**WORK REQUIRED**.
Starting at the first line of the data below, repeat each line word for word up to and including the line with "async fn find_rate(&self, key: &str)".

**MATERIAL PROVIDED**.
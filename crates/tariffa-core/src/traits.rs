//! Common traits for repositories and services
//!
//! Defines the storage seams of the rating engine and the billing-cycle
//! manager. Every trait is object safe (except `CacheService`) so the
//! services can hold `Arc<dyn Trait>` collaborators.

use crate::error::AppError;
use crate::models::{
    Balance, BalanceKey, BalanceSnapshot, BalanceUpdate, CycleJob, CycleOperation, CycleRecord,
    PeriodKey, Plan, PricedLine, Rate, Service, UsageEvent,
};
use async_trait::async_trait;
use chrono::{DateTime, Utc};
use rust_decimal::Decimal;
use serde::{de::DeserializeOwned, Serialize};
use std::collections::BTreeMap;
use uuid::Uuid;

/// Rate, plan and service definitions
#[async_trait]
pub trait Catalog: Send + Sync {
    /// Find rate by key
    async fn find_rate(&self, key: &str) -> Result<Option<Rate>, AppError>;

    /// Find the plan version effective at `at`
    async fn find_plan(&self, name: &str, at: DateTime<Utc>) -> Result<Option<Plan>, AppError>;

    /// Find the service version effective at `at`
    async fn find_service(&self, name: &str, at: DateTime<Utc>)
        -> Result<Option<Service>, AppError>;
}

/// Outcome of a conditioned balance update
#[derive(Debug, Clone, Copy, PartialEq, Eq)]
pub enum UpdateOutcome {
    Applied,
    /// The stored snapshot no longer matched the expected one
    Conflict,
}

/// One conditioned write of a multi-balance commit
#[derive(Debug, Clone)]
pub struct BalanceWrite {
    pub id: Uuid,
    pub expected: BalanceSnapshot,
    pub update: BalanceUpdate,
}

/// Persisted balance documents
#[async_trait]
pub trait BalanceStore: Send + Sync {
    /// Load the balance of a subscriber (or shared) key
    async fn load(&self, key: &BalanceKey) -> Result<Option<Balance>, AppError>;

    /// Load a balance by id
    async fn find_by_id(&self, id: Uuid) -> Result<Option<Balance>, AppError>;

    /// Insert a new balance document
    async fn create(&self, balance: &Balance) -> Result<Balance, AppError>;

    /// Apply `update` only if the stored snapshot equals `expected`.
    ///
    /// The transaction log entry carried by the update is written in the same
    /// atomic operation.
    async fn conditional_update(
        &self,
        id: Uuid,
        expected: &BalanceSnapshot,
        update: &BalanceUpdate,
    ) -> Result<UpdateOutcome, AppError>;

    /// Apply every write or none of them.
    ///
    /// Reports `Conflict` when any stored snapshot differs from its expected
    /// one; nothing is written in that case.
    async fn conditional_update_all(
        &self,
        writes: &[BalanceWrite],
    ) -> Result<UpdateOutcome, AppError>;

    /// Drop a transaction log entry once its line is durably persisted
    async fn clear_tx(&self, id: Uuid, stamp: &str) -> Result<bool, AppError>;
}

/// Archived and live priced lines
#[async_trait]
pub trait LineStore: Send + Sync {
    /// Most recent archived line of a session
    async fn last_archived_in_session(
        &self,
        sid: i64,
        session_id: Option<&str>,
    ) -> Result<Option<PricedLine>, AppError>;

    /// Sum of effective usage of the archived lines of a session
    async fn archived_session_usage(
        &self,
        sid: i64,
        session_id: Option<&str>,
    ) -> Result<Decimal, AppError>;

    /// Sum of effective usage of the live lines of a session
    async fn live_session_usage(
        &self,
        sid: i64,
        session_id: Option<&str>,
    ) -> Result<Decimal, AppError>;

    /// Add correction deltas to one archived line
    async fn correct_archived(
        &self,
        line_id: Uuid,
        deltas: &BTreeMap<String, Decimal>,
    ) -> Result<(), AppError>;

    /// Add correction deltas to the live lines of a session; returns lines touched
    async fn correct_live(
        &self,
        sid: i64,
        session_id: Option<&str>,
        deltas: &BTreeMap<String, Decimal>,
    ) -> Result<u64, AppError>;
}

/// Billing cycle markers and operation bookkeeping
#[async_trait]
pub trait CycleStore: Send + Sync {
    async fn load(&self, key: PeriodKey) -> Result<Option<CycleRecord>, AppError>;

    /// Mark the period running; `false` if it already is
    async fn try_start(
        &self,
        key: PeriodKey,
        batches_total: u32,
        at: DateTime<Utc>,
    ) -> Result<bool, AppError>;

    /// Record one finished aggregation batch
    async fn complete_batch(&self, key: PeriodKey, at: DateTime<Utc>)
        -> Result<CycleRecord, AppError>;

    /// Record a confirmation; `None` confirms the whole period
    async fn mark_confirmed(
        &self,
        key: PeriodKey,
        invoices: Option<&[i64]>,
        at: DateTime<Utc>,
    ) -> Result<CycleRecord, AppError>;

    /// Discard all markers of a period
    async fn discard(&self, key: PeriodKey) -> Result<(), AppError>;

    /// Number of accounts with activity in the period
    async fn account_count(&self, key: PeriodKey) -> Result<u64, AppError>;

    async fn begin_operation(
        &self,
        operation: CycleOperation,
        key: Option<PeriodKey>,
        at: DateTime<Utc>,
    ) -> Result<Uuid, AppError>;

    async fn finish_operation(&self, id: Uuid, at: DateTime<Utc>) -> Result<(), AppError>;

    /// Count unfinished operations of the given kinds
    async fn operations_in_flight(&self, operations: &[CycleOperation])
        -> Result<usize, AppError>;
}

/// Fire-and-forget launcher of cycle jobs
#[async_trait]
pub trait JobLauncher: Send + Sync {
    async fn launch(&self, job: CycleJob) -> Result<(), AppError>;
}

/// Maps instants to billing periods
pub trait CycleCalendar: Send + Sync {
    fn key_for(&self, at: DateTime<Utc>) -> PeriodKey;

    fn start_time(&self, key: PeriodKey) -> DateTime<Utc>;

    /// Exclusive end of the period
    fn end_time(&self, key: PeriodKey) -> DateTime<Utc> {
        self.start_time(key.succ())
    }
}

/// Decides whether a prepaid event is on a free line
pub trait FreeLinePolicy: Send + Sync {
    fn is_free(&self, event: &UsageEvent) -> bool;
}

/// Cache service trait
#[async_trait]
pub trait CacheService: Send + Sync {
    /// Get value from cache
    async fn get<T: DeserializeOwned>(&self, key: &str) -> Result<Option<T>, AppError>;

    /// Set value in cache with TTL
    async fn set<T: Serialize + Send + Sync>(
        &self,
        key: &str,
        value: &T,
        ttl_secs: u64,
    ) -> Result<(), AppError>;

    /// Delete value from cache
    async fn delete(&self, key: &str) -> Result<bool, AppError>;

    /// Check if key exists
    async fn exists(&self, key: &str) -> Result<bool, AppError>;
}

**RESPONSE BOX**.
filename crates/tariffa-core/src/traits.rs
//! Common traits for repositories and services
//!
//! Defines the storage seams of the rating engine and the billing-cycle
//! manager. Every trait is object safe (except `CacheService`) so the
//! services can hold `Arc<dyn Trait>` collaborators.

use crate::error::AppError;
use crate::models::{
    Balance, BalanceKey, BalanceSnapshot, BalanceUpdate, CycleJob, CycleOperation, CycleRecord,
    PeriodKey, Plan, PricedLine, Rate, Service, UsageEvent,
};
use async_trait::async_trait;
use chrono::{DateTime, Utc};
use rust_decimal::Decimal;
use serde::{de::DeserializeOwned, Serialize};
use std::collections::BTreeMap;
use uuid::Uuid;

/// Rate, plan and service definitions
#[async_trait]
pub trait Catalog: Send + Sync {
    /// Find rate by key
    async fn find_rate(&self, key: &str) -> Result<Option<Rate>, AppError>;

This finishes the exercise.